To see the value in attending the worship service, we turn to a well-known passage in the Epistle to the Hebrews.

The letter to the Hebrews was written to Christians that were dispersed abroad and suffering persecution for their faith. The theme of the letter to the Hebrews is the supremacy of the sacrifice of Christ.

In many ways, Hebrews stands alone from other portions of Scripture. Hebrews tells us that compared to the Old Testament administration, Jesus functions both as our superior priest and sacrifice. Better than all of the sacrifices established in the days of Moses that provided only temporary atonement for sin, Jesus Christ was the eternal sacrifice. He was the only sinless person that walked the earth. He was a sacrifice without blemish. In our passage, we are told that the only way we can approach God’s throne with confidence is through the blood of Jesus Christ.

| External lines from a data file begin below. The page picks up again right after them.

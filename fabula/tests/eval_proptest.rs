//! Property tests for the evaluation building blocks.

use fabula::eval::character::CharacterScorer;
use fabula::eval::matcher::match_by_key;
use fabula::eval::metrics::overlap_ratio;
use fabula::eval::policy::{classify, PolicyOutcome};
use fabula::eval::prelude::*;
use fabula::eval::segmentation::{boundary_similarity, split_sentences};
use fabula::{ActionField, ActionLayer, Character, Document, NarrativeEvent, Relationship};
use proptest::prelude::*;
use std::collections::HashSet;

fn sorted_boundaries() -> impl Strategy<Value = Vec<usize>> {
    prop::collection::btree_set(1usize..60, 0..12).prop_map(|s| s.into_iter().collect())
}

proptest! {
    #[test]
    fn test_overlap_bounded_and_symmetric(
        a_start in 0usize..200,
        a_len in 0usize..100,
        b_start in 0usize..200,
        b_len in 0usize..100,
    ) {
        let a_end = a_start + a_len;
        let b_end = b_start + b_len;
        let ab = overlap_ratio(a_start, a_end, b_start, b_end);
        let ba = overlap_ratio(b_start, b_end, a_start, a_end);

        prop_assert!((0.0..=1.0).contains(&ab), "Overlap should be in [0, 1], got {}", ab);
        prop_assert_eq!(ab, ba, "Overlap should be symmetric");
        prop_assert_eq!(overlap_ratio(a_start, a_end, a_start, a_end), 1.0);
    }

    #[test]
    fn test_boundary_score_bounded(
        reference in sorted_boundaries(),
        candidate in sorted_boundaries(),
        tolerance in 0usize..5,
    ) {
        let alignment = boundary_similarity(&reference, &candidate, tolerance);

        prop_assert!((0.0..=1.0).contains(&alignment.score),
            "Boundary score should be in [0, 1], got {}", alignment.score);
        prop_assert!(alignment.matched <= reference.len().min(candidate.len()),
            "Each boundary can be matched at most once");
        prop_assert!(alignment.displacement <= alignment.matched * tolerance,
            "Every matched pair lies within tolerance");
    }

    #[test]
    fn test_boundary_self_similarity(reference in sorted_boundaries(), tolerance in 0usize..5) {
        let alignment = boundary_similarity(&reference, &reference, tolerance);
        prop_assert_eq!(alignment.score, 1.0);
        prop_assert_eq!(alignment.displacement, 0);
    }

    #[test]
    fn test_boundary_tolerance_monotonic(
        reference in sorted_boundaries(),
        candidate in sorted_boundaries(),
        tolerance in 0usize..5,
    ) {
        // Widening the window can only admit more pairs.
        let narrow = boundary_similarity(&reference, &candidate, tolerance);
        let wide = boundary_similarity(&reference, &candidate, tolerance + 1);
        prop_assert!(wide.matched >= narrow.matched,
            "tolerance {} matched {}, tolerance {} matched {}",
            tolerance, narrow.matched, tolerance + 1, wide.matched);
        prop_assert!(wide.score >= narrow.score);
    }

    #[test]
    fn test_missing_policy_symmetry(
        candidate in prop::option::of("[ a-c]{0,3}"),
        reference in prop::option::of("[ a-c]{0,3}"),
    ) {
        let forward = classify(&candidate, &reference);
        let backward = classify(&reference, &candidate);
        match forward {
            PolicyOutcome::Extra => {
                prop_assert_eq!(backward, PolicyOutcome::Missing);
                prop_assert!(!forward.is_penalized(), "Blank reference must never penalize");
            }
            PolicyOutcome::Missing => {
                prop_assert_eq!(backward, PolicyOutcome::Extra);
                prop_assert!(forward.is_penalized());
            }
            other => prop_assert_eq!(backward, other),
        }
    }

    #[test]
    fn test_match_by_key_one_to_one(
        candidates in prop::collection::vec("[a-e]", 0..12),
        references in prop::collection::vec("[a-e]", 0..12),
    ) {
        let m = match_by_key(
            &candidates,
            &references,
            |c: &String| [c.clone()],
            |r: &String| [r.clone()],
        );

        let mut seen = HashSet::new();
        for (c, r) in m.matched_pairs() {
            prop_assert!(seen.insert(r), "Reference {} consumed twice", r);
            prop_assert_eq!(&candidates[c], &references[r]);
        }
        prop_assert_eq!(m.pairs.len(), candidates.len());
        prop_assert_eq!(m.matched() + m.unmatched_references.len(), references.len());
    }

    #[test]
    fn test_character_counts_partition(
        candidates in prop::collection::vec("[a-f]", 0..10),
        references in prop::collection::vec("[a-f]", 0..10),
    ) {
        let candidate: Vec<Character> = candidates.iter().map(Character::new).collect();
        let reference: Vec<Character> = references.iter().map(Character::new).collect();
        let result = CharacterScorer::new().score_characters(&candidate, &reference);

        if reference.is_empty() {
            prop_assert!(result.reference_incomplete);
            prop_assert_eq!(result.f1, None);
        } else {
            prop_assert_eq!(result.true_positives + result.false_positives, candidate.len());
            prop_assert_eq!(result.true_positives + result.false_negatives, reference.len());
            let f1 = result.f1.unwrap_or(0.0);
            prop_assert!((0.0..=1.0).contains(&f1), "F1 should be in [0, 1], got {}", f1);
        }
    }

    #[test]
    fn test_sentences_are_contiguous(text in "[a-z牛郎 ]{0,20}([。！？.!?][a-z牛郎 ]{0,20}){0,5}") {
        let sentences = split_sentences(&text);
        let n_chars = text.chars().count();

        if let Some(first) = sentences.first() {
            prop_assert_eq!(first.start, 0);
        }
        for pair in sentences.windows(2) {
            prop_assert_eq!(pair[0].end, pair[1].start, "Sentences should tile the text");
        }
        for s in &sentences {
            prop_assert!(s.start < s.end, "Sentence {:?} is empty", s);
            prop_assert!(s.end <= n_chars);
        }
    }
}

// =============================================================================
// Whole-document self comparison
// =============================================================================

const STORY: &str = "牛郎放牛。织女织布。二人相会。王母划河。鹊桥重逢。";
const NAMES: [&str; 5] = ["牛郎", "织女", "老牛", "王母", "Ox"];
const PARTICIPANTS: [&str; 4] = ["牛郎", "织女", "老牛", ""];
const LEVELS: [&str; 3] = ["kin", "romance", "conflict"];
const SENTIMENTS: [&str; 4] = ["romantic", "hostile", "neutral", "jealous"];
const ACTIONS: [&str; 3] = ["Daily Life", "success", "attack"];

fn label(pool: &'static [&'static str]) -> impl Strategy<Value = Option<String>> {
    prop::option::of(prop::sample::select(pool).prop_map(String::from))
}

/// Names and aliases drawn from a small pool so that names, aliases and
/// duplicates collide often.
fn character() -> impl Strategy<Value = Character> {
    (
        prop::sample::select(&NAMES[..]),
        prop::collection::vec(prop::sample::select(&NAMES[..]), 0..3),
    )
        .prop_map(|(name, aliases)| Character::new(name).with_aliases(&aliases.join(";")))
}

/// Relationships with distinct `(agent, target)` keys, blank participants included.
fn relationships() -> impl Strategy<Value = Vec<Relationship>> {
    prop::collection::btree_map(
        (
            prop::sample::select(&PARTICIPANTS[..]),
            prop::sample::select(&PARTICIPANTS[..]),
        ),
        (label(&LEVELS), label(&LEVELS), label(&SENTIMENTS)),
        0..4,
    )
    .prop_map(|by_key| {
        by_key
            .into_iter()
            .map(|((agent, target), (level1, level2, sentiment))| {
                let mut relationship = Relationship::new(agent, target);
                relationship.relationship_level1 = level1;
                relationship.relationship_level2 = level2;
                relationship.sentiment = sentiment;
                relationship
            })
            .collect()
    })
}

fn action_layer() -> impl Strategy<Value = Option<ActionLayer>> {
    prop::option::of(prop::collection::vec(label(&ACTIONS), 5).prop_map(|values| {
        ActionField::ALL
            .iter()
            .zip(values)
            .fold(ActionLayer::default(), |layer, (field, value)| match value {
                Some(v) => layer.with(*field, v),
                None => layer,
            })
    }))
}

fn document() -> impl Strategy<Value = Document> {
    let event_body = (
        prop::option::of((0usize..24, 1usize..8)),
        relationships(),
        action_layer(),
    );
    (
        prop::collection::vec(character(), 0..6),
        prop::collection::vec(event_body, 0..6),
    )
        .prop_map(|(characters, bodies)| {
            let n_chars = STORY.chars().count();
            let events = bodies
                .into_iter()
                .enumerate()
                .map(|(i, (span, relationships, action_layer))| {
                    let mut event = NarrativeEvent::new()
                        .with_id(format!("e{}", i + 1))
                        .with_time_order((i + 1) as f64);
                    if let Some((start, len)) = span {
                        event = event.with_span(start, (start + len).min(n_chars));
                    }
                    event.relationships = relationships;
                    event.action_layer = action_layer;
                    event
                })
                .collect();
            Document::new()
                .with_text(STORY)
                .with_characters(characters)
                .with_events(events)
        })
}

proptest! {
    #[test]
    fn test_generated_document_matches_itself(doc in document()) {
        let result = CompositeEvaluator::default().evaluate(&doc, &doc, None);
        prop_assert!(result.summary.failed.is_empty(), "failures: {:?}", result.summary.failed);

        let events = &doc.narrative_events;
        let expectations = [
            (Dimension::Characters, !doc.characters.is_empty()),
            (Dimension::Relationships, events.iter().any(|e| !e.relationships.is_empty())),
            (
                Dimension::Sentiment,
                events.iter().flat_map(|e| &e.relationships).any(|r| r.sentiment.is_some()),
            ),
            (
                Dimension::ActionLayer,
                events.iter().any(|e| e.action_layer.as_ref().is_some_and(|a| !a.is_blank())),
            ),
            (Dimension::TextSpan, events.iter().any(|e| e.text_span.is_some())),
        ];

        for (dimension, has_data) in expectations {
            let detail = result.detail(dimension);
            prop_assert!(detail.is_some(), "{} produced no result", dimension);
            if has_data {
                prop_assert!(
                    detail.is_some_and(|d| !d.reference_incomplete()),
                    "{} flagged incomplete on identical documents",
                    dimension
                );
                prop_assert_eq!(
                    result.component(dimension),
                    Some(1.0),
                    "{} should be perfect on identical documents",
                    dimension
                );
            } else {
                prop_assert_eq!(result.component(dimension), None);
            }
        }
    }
}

No one could enter the holy place except the high priest once per year. When he did so, it was a dangerous thing to do. Because of Christ’s service and sacrifice, we can draw near to God with full assurance. We can relate to God in a new and fresh way. We can have the assurance that our sins have been forgiven and we’ve been released from our debt. Based on what Jesus has done for us, there is a series of imperatives, indicated by the phrase, “Let us….” “Let us draw near, hold fast and stir one another up.” We are first told to…

• draw near with a true heart in full assurance of faith….” Jesus is the one who washes us and makes us clean. He provides a clean conscience, although we have sinned and fallen short of God’s glory. This separates Christianity from the rest of the world’s faiths. Because of the work of another, I can become a new man. My transgressions can be wiped clean and I can become a child of God, whereas before I was His enemy.

• Next, we are told to “…hold fast the confession of our hope without wavering, for he who promised is faithful.” These Christians were about to lose their faith under the pressure of persecution and the inconveniences of the day. The ultimate question they were wrestling with was: “Wouldn’t it be much easier if we were just to revert to our old Jewish way of life, rather than trusting in and living for Jesus Christ? The answer of course, was a resounding no!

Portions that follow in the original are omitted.